Il collage ha due anime, la prima che risponde alla logica dell'incollare pezzi di mondo all'opera d'arte, la seconda, che si sposta fino ai nostri giorni, si esprime sotto forma di immagini impalpabili, rese possibili da supporti digitali. Il collage prevede l'utilizzo di materiali bidimensionali incollati su una tela o comunque su supporti piani. Gli elementi applicati devono sempre essere leggeri. Tale tecnica fa la sua prima apparizione in uno dei movimenti più noti del primo Novecento: il Cubismo.

Pablo Picasso (1881) e George Braque (1882) arrivano al collage nel 1912, nel anno di passaggio tra la fase analitica e quella sintetica. Il primo esempio in assoluto di collage è dato da "Fruttiera e bicchiere" di Braque: incolla sulla tela alcuni fogli di carta. L'opera resta bidimensionale, ancora invalicabile nella possibilità di interazione col pubblico, ma compie un primo passo verso la realtà "tale e quale". Picasso va oltre, e nello stesso 1912, in "Natura morta con sedia impagliata", immette una porzione di tela cerata ricavata appuntando una sedia, contornando poi l'opera con una corda che fa da cornice (non è del tutto fuorviante parlare di assemblaggio). Anche Gris, altro cubista, nello stesso anno col suo "lavabo" innesta una pezzo di vetro sulla sua opera (→ Michelangelo Pistoletto).

Sempre del '12 l'opera di Severini “Ballerina blù”, in cui l'artista cosparge di lustrini riflettenti alcuni lembi della veste della danzatrice (→ verso l'adorazione dei pixel). E così faranno anche Prampolini, Carrà, Marinetti, Balla. (sottolineare il fatto che i futuristi si muovono in un universo di softness, opposta alla hardness cubista → elettromorfismo VS meccanomorfismo). I futuristi però, specialmente dopo la Prima Guerra Mondiale, si avviano verso un universo più figurativo (Secondo Futurismo), mentre il caos si riaffaccia coi Dadaisti, che incastrano alla perfezione il collage arte-vita.

Raoul Hausmann (1886), Hans Arp (1886), Baargeld (1892) ci hanno lasciato esempi fantastici, seppur diversi a seconda della zona geografica, di collage.

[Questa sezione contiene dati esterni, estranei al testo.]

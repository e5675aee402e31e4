/// Ordered list of URL path segments identifying a REST resource.
///
/// Segments are joined verbatim: no escaping or normalization is applied, so
/// callers must supply URL-safe values.
#[derive(Clone, Debug, Default, PartialEq, Eq)]
pub struct ApiPath {
    segments: Vec<String>,
}

impl ApiPath {
    /// Creates a path from segments in resource-hierarchy order.
    pub fn new<I, S>(segments: I) -> Self
    where
        I: IntoIterator<Item = S>,
        S: Into<String>,
    {
        Self {
            segments: segments.into_iter().map(Into::into).collect(),
        }
    }

    /// Returns the path extended by one trailing segment.
    #[must_use]
    pub fn join(mut self, segment: impl Into<String>) -> Self {
        self.push(segment);
        self
    }

    /// Appends one trailing segment in place.
    pub fn push(&mut self, segment: impl Into<String>) {
        self.segments.push(segment.into());
    }

    /// Segments in the order they are joined.
    pub fn segments(&self) -> &[String] {
        &self.segments
    }

    /// Appends every segment to `base_url`, separated by a single `/`.
    ///
    /// A trailing slash on the base is dropped first, so
    /// `build("http://host:8080/")` and `build("http://host:8080")` agree.
    pub fn build(&self, base_url: &str) -> String {
        let base = base_url.trim_end_matches('/');
        let capacity = base.len() + self.segments.iter().map(|s| s.len() + 1).sum::<usize>();

        let mut url = String::with_capacity(capacity);
        url.push_str(base);
        for segment in &self.segments {
            url.push('/');
            url.push_str(segment);
        }
        url
    }
}
use reqwest::Method;
use serde_json::Value;
use tracing::debug;

use crate::api::{DataLakeMeasureEndpoint, DataStreamEndpoint, EndpointContext, VersionEndpoint};
use crate::{ApiPath, ClientConfig, ConfigError, ConnectionConfig, RequestError, RequestExecutor};

/// Entry point for talking to a StreamPipes installation.
///
/// The configuration is validated once, at construction. Endpoints are cheap
/// views borrowed from the client; construct them whenever needed.
///
/// ```no_run
/// use streampipes_client::{ApiKeyCredentials, ClientConfig, DataLakeMeasureApi, StreamPipesClient};
///
/// let config = ClientConfig::new("localhost", 8082)
///     .with_https_disabled(true)
///     .with_credentials(ApiKeyCredentials::new("admin@streampipes.apache.org", "api-key"));
/// let client = StreamPipesClient::new(config)?;
///
/// for measure in client.data_lake_measure_api().all()? {
///     println!("{}", measure.measure_name);
/// }
/// # Ok::<(), Box<dyn std::error::Error>>(())
/// ```
#[derive(Debug)]
pub struct StreamPipesClient {
    config: ConnectionConfig,
    executor: RequestExecutor,
}

impl StreamPipesClient {
    /// Validates `config` and creates a client.
    ///
    /// Fails with [`ConfigError`] when the settings are inconsistent or the
    /// transport cannot be initialized; no endpoint can be obtained then.
    pub fn new(config: ClientConfig) -> Result<Self, ConfigError> {
        Self::from_connection_config(config.validate()?)
    }

    /// Creates a client from settings that were already validated.
    ///
    /// Only fails when the HTTP transport cannot be initialized.
    pub fn from_connection_config(config: ConnectionConfig) -> Result<Self, ConfigError> {
        debug!(base_url = %config.base_url(), "creating StreamPipes client");
        let executor = RequestExecutor::new(config.credentials().cloned())?;
        Ok(Self { config, executor })
    }

    /// The validated settings this client was built from.
    pub fn config(&self) -> &ConnectionConfig {
        &self.config
    }

    /// Endpoints for measurements stored in the data lake.
    pub fn data_lake_measure_api(&self) -> DataLakeMeasureEndpoint<'_> {
        DataLakeMeasureEndpoint::new(self.context())
    }

    /// Endpoints for registered data streams.
    pub fn data_stream_api(&self) -> DataStreamEndpoint<'_> {
        DataStreamEndpoint::new(self.context())
    }

    /// Endpoints for installation metadata.
    pub fn version_api(&self) -> VersionEndpoint<'_> {
        VersionEndpoint::new(self.context())
    }

    /// Sends a request to an arbitrary resource path.
    ///
    /// This bypasses the typed endpoints but keeps the client configuration
    /// and credentials. The response is returned as untyped JSON.
    pub fn request_json(
        &self,
        method: Method,
        path: &ApiPath,
        query: &[(&str, String)],
        body: Option<&Value>,
    ) -> Result<Value, RequestError> {
        let url = self.context().url(path);
        self.executor.execute_with_query(method, &url, query, body)
    }

    fn context(&self) -> EndpointContext<'_> {
        EndpointContext::new(&self.config, &self.executor)
    }
}
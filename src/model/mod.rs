//! Wire types exchanged with the StreamPipes API.
//!
//! Field names follow the API's JSON contract exactly. Optional fields that
//! are unset are omitted on serialization rather than written as `null`.

use serde::{Deserialize, Deserializer};

mod common;
mod data_lake;
mod data_stream;
mod version;

pub use common::{
    EventProperty, EventSchema, Notification, NotificationDescription, ResponseMessage,
    StaticProperty, StaticPropertyType, ValueSpecification,
};
pub use data_lake::{DataLakeMeasure, DataSeries, SpQueryResult};
pub use data_stream::{
    EventGrounding, SpDataStream, TopicDefinition, TransportFormat, TransportProtocol,
};
pub use version::Versions;

/// Decodes an explicit `null` as the field type's default value.
fn null_as_default<'de, D, T>(deserializer: D) -> Result<T, D::Error>
where
    D: Deserializer<'de>,
    T: Default + Deserialize<'de>,
{
    Ok(Option::<T>::deserialize(deserializer)?.unwrap_or_default())
}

La personalità più rilevante è senza dubbio Hannah Hoch (1889): con lei il collage prende una piega molto diversa, perturbante e dai risvolti sociali non indifferenti; il suo collage corrosivo potrebbe essere accostato alle parole di Thom Yorke in Creep, o di Carmen Consoli e le sue "veneri storpie", o di una P.J. Harvey. Si parla di donne, che si sono stufate di rientrare in un certo tipo di stereotipi, che non vogliono più essere belle e perfette, ma brutti esseri assuefatti, veneri storpie, per l'appunto (si veda "la sposa" ad esempio). Dalla Hoch partono linee di forza che arrivano fino ai giorni nostri, a una Sara Lucas, Cindy Sherman, Ines Lamsweerde.

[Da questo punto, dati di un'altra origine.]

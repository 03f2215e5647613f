use std::sync::Arc;

use serde_json::{Map, Value};
use tokio::sync::Mutex;
use tracing::{debug, info, warn};

use crate::errors::ServiceError;
use crate::product::model::{Product, RequestedId, ID_FIELD};
use crate::product::repository::ProductRepository;

/// List/create/update/delete over the persisted product collection.
///
/// Every operation reloads the full collection and every mutation writes the
/// full collection back. The read-modify-write cycle runs under `cycle` so
/// requests in this process queue instead of overwriting each other.
pub struct ProductService {
    repo: Arc<dyn ProductRepository>,
    cycle: Mutex<()>,
}

impl ProductService {
    pub fn new(repo: Arc<dyn ProductRepository>) -> Self {
        Self { repo, cycle: Mutex::new(()) }
    }

    /// The stored collection, verbatim.
    pub async fn list(&self) -> Result<Vec<Product>, ServiceError> {
        let _guard = self.cycle.lock().await;
        self.repo.load().await
    }

    /// Append a new product with `id = collection length + 1`.
    ///
    /// Ids are not `max + 1`: after a delete the assigned id can repeat an
    /// existing one. That is kept as is and logged.
    pub async fn create(&self, fields: Map<String, Value>) -> Result<Product, ServiceError> {
        let _guard = self.cycle.lock().await;
        let mut products = self.repo.load().await?;

        let id = products.len() as i64 + 1;
        if products.iter().any(|p| p.has_id(id)) {
            warn!(id, "assigned product id duplicates an existing record");
        }

        let mut product = Product::new(fields);
        product.set_id(id);
        products.push(product.clone());
        self.repo.save(products).await?;

        info!(id, "product created");
        Ok(product)
    }

    /// Shallow-merge `patch` onto the first product matching `id`.
    ///
    /// Nothing is written when no product matches. A `patch` carrying `id`
    /// replaces the stored id.
    pub async fn update(&self, id: &RequestedId, patch: Map<String, Value>) -> Result<(), ServiceError> {
        let _guard = self.cycle.lock().await;
        let mut products = self.repo.load().await?;

        let Some(existing) = products.iter_mut().find(|p| id.matches(p)) else {
            debug!(%id, "update target not found");
            return Err(ServiceError::not_found(&format!("Product with ID {id}")));
        };
        if let Some(new_id) = patch.get(ID_FIELD) {
            warn!(%id, %new_id, "update body overwrites product id");
        }
        existing.merge(patch);
        self.repo.save(products).await?;

        info!(%id, "product updated");
        Ok(())
    }

    /// Drop every product matching `id` and write the rest back, even when
    /// nothing matched. Returns how many were removed.
    pub async fn delete(&self, id: &RequestedId) -> Result<usize, ServiceError> {
        let _guard = self.cycle.lock().await;
        let mut products = self.repo.load().await?;

        let before = products.len();
        products.retain(|p| !id.matches(p));
        let removed = before - products.len();
        self.repo.save(products).await?;

        info!(%id, removed, "product delete processed");
        Ok(removed)
    }
}

#[cfg(test)]
mod tests {
    use super::*;
    use serde_json::json;
    use std::sync::Mutex as StdMutex;

    /// In-memory collection that counts writes.
    #[derive(Default)]
    struct MemoryRepo {
        products: StdMutex<Vec<Product>>,
        saves: StdMutex<usize>,
    }

    impl MemoryRepo {
        fn with(v: Value) -> Arc<Self> {
            Arc::new(Self { products: StdMutex::new(serde_json::from_value(v).unwrap()), saves: StdMutex::new(0) })
        }
        fn snapshot(&self) -> Value {
            serde_json::to_value(&*self.products.lock().unwrap()).unwrap()
        }
        fn saves(&self) -> usize {
            *self.saves.lock().unwrap()
        }
    }

    #[async_trait::async_trait]
    impl ProductRepository for MemoryRepo {
        async fn load(&self) -> Result<Vec<Product>, ServiceError> {
            let products = self.products.lock().unwrap().clone();
            // give other tasks a chance to interleave between load and save
            tokio::task::yield_now().await;
            Ok(products)
        }
        async fn save(&self, products: Vec<Product>) -> Result<(), ServiceError> {
            *self.products.lock().unwrap() = products;
            *self.saves.lock().unwrap() += 1;
            Ok(())
        }
    }

    fn obj(v: Value) -> Map<String, Value> {
        v.as_object().cloned().unwrap()
    }

    #[tokio::test]
    async fn create_assigns_length_plus_one_and_overrides_body_id() -> Result<(), anyhow::Error> {
        let repo = MemoryRepo::with(json!([{"id": 1, "name": "A"}]));
        let svc = ProductService::new(repo.clone());

        let created = svc.create(obj(json!({"id": 77, "name": "B"}))).await?;
        assert_eq!(serde_json::to_value(&created)?, json!({"id": 2, "name": "B"}));
        assert_eq!(repo.snapshot(), json!([{"id": 1, "name": "A"}, {"id": 2, "name": "B"}]));

        let listed = svc.list().await?;
        assert_eq!(listed.len(), 2);
        assert_eq!(listed[1], created);
        Ok(())
    }

    #[tokio::test]
    async fn create_after_delete_can_repeat_an_id() -> Result<(), anyhow::Error> {
        let repo = MemoryRepo::with(json!([{"id": 1}, {"id": 2}]));
        let svc = ProductService::new(repo.clone());

        svc.delete(&RequestedId::from(1)).await?;
        let created = svc.create(obj(json!({"name": "C"}))).await?;
        assert!(created.has_id(2));
        assert_eq!(repo.snapshot(), json!([{"id": 2}, {"name": "C", "id": 2}]));
        Ok(())
    }

    #[tokio::test]
    async fn update_merges_shallowly() -> Result<(), anyhow::Error> {
        let repo = MemoryRepo::with(json!([{"id": 1, "name": "A", "price": 10}]));
        let svc = ProductService::new(repo.clone());

        svc.update(&RequestedId::from(1), obj(json!({"price": 20}))).await?;
        assert_eq!(repo.snapshot(), json!([{"id": 1, "name": "A", "price": 20}]));
        Ok(())
    }

    #[tokio::test]
    async fn update_touches_only_the_first_match() -> Result<(), anyhow::Error> {
        let repo = MemoryRepo::with(json!([{"id": 2, "n": "first"}, {"id": 2, "n": "second"}]));
        let svc = ProductService::new(repo.clone());

        svc.update(&RequestedId::from(2), obj(json!({"n": "changed"}))).await?;
        assert_eq!(repo.snapshot(), json!([{"id": 2, "n": "changed"}, {"id": 2, "n": "second"}]));
        Ok(())
    }

    #[tokio::test]
    async fn update_body_may_replace_id() -> Result<(), anyhow::Error> {
        let repo = MemoryRepo::with(json!([{"id": 1, "name": "A"}]));
        let svc = ProductService::new(repo.clone());

        svc.update(&RequestedId::from(1), obj(json!({"id": 5}))).await?;
        assert_eq!(repo.snapshot(), json!([{"id": 5, "name": "A"}]));
        Ok(())
    }

    #[tokio::test]
    async fn update_missing_is_not_found_and_skips_write() {
        let repo = MemoryRepo::with(json!([{"id": 1}]));
        let svc = ProductService::new(repo.clone());

        let err = svc.update(&RequestedId::from(999), obj(json!({"x": 1}))).await.unwrap_err();
        assert!(matches!(err, ServiceError::NotFound(_)));
        assert_eq!(err.to_string(), "Product with ID 999 not found");
        assert_eq!(repo.saves(), 0);

        let err = svc.update(&RequestedId::parse("abc"), obj(json!({}))).await.unwrap_err();
        assert_eq!(err.to_string(), "Product with ID NaN not found");
        assert_eq!(repo.snapshot(), json!([{"id": 1}]));
    }

    #[tokio::test]
    async fn trailing_garbage_in_id_still_targets_the_leading_number() -> Result<(), anyhow::Error> {
        let repo = MemoryRepo::with(json!([{"id": 1, "name": "A"}, {"id": 12, "name": "B"}]));
        let svc = ProductService::new(repo.clone());

        svc.update(&RequestedId::parse("12abc"), obj(json!({"name": "B2"}))).await?;
        svc.update(&RequestedId::parse("1.5"), obj(json!({"name": "A2"}))).await?;
        assert_eq!(repo.snapshot(), json!([{"id": 1, "name": "A2"}, {"id": 12, "name": "B2"}]));

        assert_eq!(svc.delete(&RequestedId::parse("12abc")).await?, 1);
        assert_eq!(repo.snapshot(), json!([{"id": 1, "name": "A2"}]));
        Ok(())
    }

    #[tokio::test]
    async fn delete_removes_all_matches_and_always_writes() -> Result<(), anyhow::Error> {
        let repo = MemoryRepo::with(json!([{"id": 3}, {"id": 4}, {"id": 3}]));
        let svc = ProductService::new(repo.clone());

        assert_eq!(svc.delete(&RequestedId::from(3)).await?, 2);
        assert_eq!(repo.snapshot(), json!([{"id": 4}]));
        assert_eq!(repo.saves(), 1);

        assert_eq!(svc.delete(&RequestedId::from(42)).await?, 0);
        assert_eq!(repo.snapshot(), json!([{"id": 4}]));
        assert_eq!(repo.saves(), 2);
        Ok(())
    }

    #[tokio::test(flavor = "multi_thread", worker_threads = 4)]
    async fn concurrent_creates_do_not_lose_records() -> Result<(), anyhow::Error> {
        let repo = MemoryRepo::with(json!([]));
        let svc = Arc::new(ProductService::new(repo.clone()));

        let tasks: Vec<_> = (0..16)
            .map(|i| {
                let svc = Arc::clone(&svc);
                tokio::spawn(async move { svc.create(obj(json!({"n": i}))).await })
            })
            .collect();
        for t in tasks {
            t.await??;
        }

        let mut ids: Vec<i64> = svc
            .list()
            .await?
            .iter()
            .filter_map(|p| p.id().and_then(Value::as_i64))
            .collect();
        ids.sort_unstable();
        assert_eq!(ids, (1..=16).collect::<Vec<_>>());
        Ok(())
    }
}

Max Ernst negli stessi anni e sempre in Germania confeziona un altro tipo di collage, in linea anche con la fase di ritorno all'ordine che molti artisti attraversano negli anni '20; i suoi ibridi uomini-robot e uomini- bestie finiscono per ricordare alcuni mostri dei videogiochi, ovviamente nell'intento (rispettato al meglio negli anni Novanta) di rendere il meno visibile possibile gli insetti, conferendo un effetto pulito e uniforme.

Lavora di fino anche John Heartfield (1891), dadaista berlinese, mago del fotomontaggio, grazie al quale si cimenta in una bellissima satira sociale.

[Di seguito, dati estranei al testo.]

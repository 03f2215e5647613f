//! Runtime environment helpers
//!
//! Thin wrapper around `common::env` so the server crate can prepare the
//! store location through `service::runtime`.

use std::path::Path;

/// Ensure the directory holding the product document exists.
pub async fn ensure_store_dir(store_path: &Path) -> anyhow::Result<()> {
    common::env::ensure_parent_dir(store_path).await
}
use thiserror::Error;

#[derive(Debug, Error)]
pub enum ServiceError {
    #[error("{0}")]
    NotFound(String),
    #[error("store error: {0}")]
    Store(String),
    #[error("serialization error: {0}")]
    Serialization(String),
}

impl ServiceError {
    pub fn not_found(entity: &str) -> Self { Self::NotFound(format!("{} not found", entity)) }
}
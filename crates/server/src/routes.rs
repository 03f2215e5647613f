use std::sync::Arc;

use axum::{
    routing::{get, put},
    Json, Router,
};
use tower_http::{
    cors::CorsLayer,
    trace::{DefaultMakeSpan, DefaultOnFailure, DefaultOnRequest, DefaultOnResponse, TraceLayer},
};
use tracing::Level;

use common::types::Health;
use service::product::ProductService;

pub mod products;

#[derive(Clone)]
pub struct AppState {
    pub products: Arc<ProductService>,
}

pub async fn health() -> Json<Health> {
    Json(Health { status: "ok" })
}

/// Build the full application router: health plus the product CRUD routes.
pub fn build_router(state: AppState, cors: CorsLayer) -> Router {
    let api = Router::new()
        .route("/api/products", get(products::list_products).post(products::create_product))
        .route(
            "/api/products/:id",
            put(products::update_product).delete(products::delete_product),
        );

    Router::new()
        .route("/health", get(health))
        .merge(api)
        .with_state(state)
        .layer(cors)
        .layer(
            TraceLayer::new_for_http()
                .make_span_with(DefaultMakeSpan::new().level(Level::INFO).include_headers(false))
                .on_request(DefaultOnRequest::new().level(Level::INFO))
                .on_response(DefaultOnResponse::new().level(Level::INFO).include_headers(false))
                .on_failure(DefaultOnFailure::new().level(Level::ERROR)),
        )
}
//! Environment/runtime helpers
//!
//! Sanity checks to ensure the directory holding the product document exists at startup.

use std::path::Path;

use tracing::{debug, warn};

/// Ensure the parent directory of `file` exists; warn when the file itself is absent.
///
/// A missing file is not an error: the store starts empty and the first
/// mutation creates it.
pub async fn ensure_parent_dir(file: &Path) -> anyhow::Result<()> {
    if let Some(parent) = file.parent().filter(|p| !p.as_os_str().is_empty()) {
        tokio::fs::create_dir_all(parent)
            .await
            .map_err(|e| anyhow::anyhow!("cannot create {}: {e}", parent.display()))?;
        debug!(dir = %parent.display(), "data directory ready");
    }
    if tokio::fs::metadata(file).await.is_err() {
        warn!(file = %file.display(), "product document not found; collection starts empty");
    }
    Ok(())
}
use axum::{
    async_trait,
    body::Bytes,
    extract::{FromRequest, Path, Request, State},
    http::{header::CONTENT_TYPE, HeaderMap},
    response::{IntoResponse, Response},
    Json,
};
use serde_json::{Map, Value};

use common::types::Message;
use service::product::{Product, RequestedId};

use crate::errors::ApiError;
use crate::routes::AppState;

/// Request body fields. A request without a JSON content type or with an
/// empty body reads as `{}`; a JSON body that is not an object is rejected.
pub struct BodyFields(pub Map<String, Value>);

fn is_json(headers: &HeaderMap) -> bool {
    headers
        .get(CONTENT_TYPE)
        .and_then(|v| v.to_str().ok())
        .and_then(|v| v.split(';').next())
        .map(|mime| {
            let mime = mime.trim().to_ascii_lowercase();
            mime == "application/json" || (mime.starts_with("application/") && mime.ends_with("+json"))
        })
        .unwrap_or(false)
}

#[async_trait]
impl<S> FromRequest<S> for BodyFields
where
    S: Send + Sync,
{
    type Rejection = Response;

    async fn from_request(req: Request, state: &S) -> Result<Self, Self::Rejection> {
        if !is_json(req.headers()) {
            return Ok(Self(Map::new()));
        }
        let bytes = Bytes::from_request(req, state).await.map_err(IntoResponse::into_response)?;
        if bytes.is_empty() {
            return Ok(Self(Map::new()));
        }
        let Json(fields) = Json::<Map<String, Value>>::from_bytes(&bytes).map_err(IntoResponse::into_response)?;
        Ok(Self(fields))
    }
}

/// List every stored product, verbatim.
pub async fn list_products(State(state): State<AppState>) -> Result<Json<Vec<Product>>, ApiError> {
    Ok(Json(state.products.list().await?))
}

/// Create a product from any JSON object; the response carries the assigned id.
pub async fn create_product(
    State(state): State<AppState>,
    BodyFields(fields): BodyFields,
) -> Result<Json<Product>, ApiError> {
    Ok(Json(state.products.create(fields).await?))
}

/// Shallow-merge the body onto the product; 404 when the id is unknown.
pub async fn update_product(
    State(state): State<AppState>,
    Path(id): Path<String>,
    BodyFields(patch): BodyFields,
) -> Result<Json<Message>, ApiError> {
    let id = RequestedId::parse(&id);
    state.products.update(&id, patch).await?;
    Ok(Json(Message::new(format!("Updated product with ID {id}"))))
}

/// The reply is the same whether or not anything was removed.
pub async fn delete_product(
    State(state): State<AppState>,
    Path(id): Path<String>,
) -> Result<Json<Message>, ApiError> {
    let id = RequestedId::parse(&id);
    state.products.delete(&id).await?;
    Ok(Json(Message::new(format!("Deleted product with ID {id}"))))
}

Aleksandr Rodcenko (1891) ha pazzeche abilità da graphic designer, tramite le quali crea collage di ascendenza cubo-modernista volti ad esaltare le "magnifiche sorti e progressive" leopardiane, senza più caos, ma pulizia compositiva, seguendo gli insegnamenti dei padri del Suprematismo, Malevic.

Da segnalare anche Paul Citroen (1896), straordinario nella serie Metropolis, costituita da ritagli di città accostate in maniera caotica (→ Giacomo Costa)

2) ASSEMBLAGE →

L'assemblage si ha quando due o più materiali eterogenei compongono un aggregato unitario a sé stante, autonomo rispetto a un supporto bidimensionale. Il distacco totale da una superficie non è un vincolo ineludibile, poiché esistono assemblaggi in cui gli elementi semplicemente sporgono dalla tela, sono in aggetto.

Ovviamente i primi a usare questa tecnica sono stati i protagonisti delle Avanguardie storiche, i cubisti e i futuristi. Boccioni è stato sicuramente un grandissimo anticipatore teorico, ma le sue pratiche artistiche erano ancora influenzate da tempi non maturi. Col suo "manifesto della scultura futurista" ha anticipato tutti, col suo unite materiali hard e materiali soft: da Richard Serra a Beuys, dall'Arte Povera all'Arte del Processo e via dicendo. Tra carne e plastica, energia meccanica e energia elettrica. Boccioni aveva capito tutto. ( "la madre" era un assemblaggio boccioniano andato perduto, che alcuni daterebbero 1910, sottintendendo così che sarebbe stato proprio Boccioni il primo, il padre, l'eurétes).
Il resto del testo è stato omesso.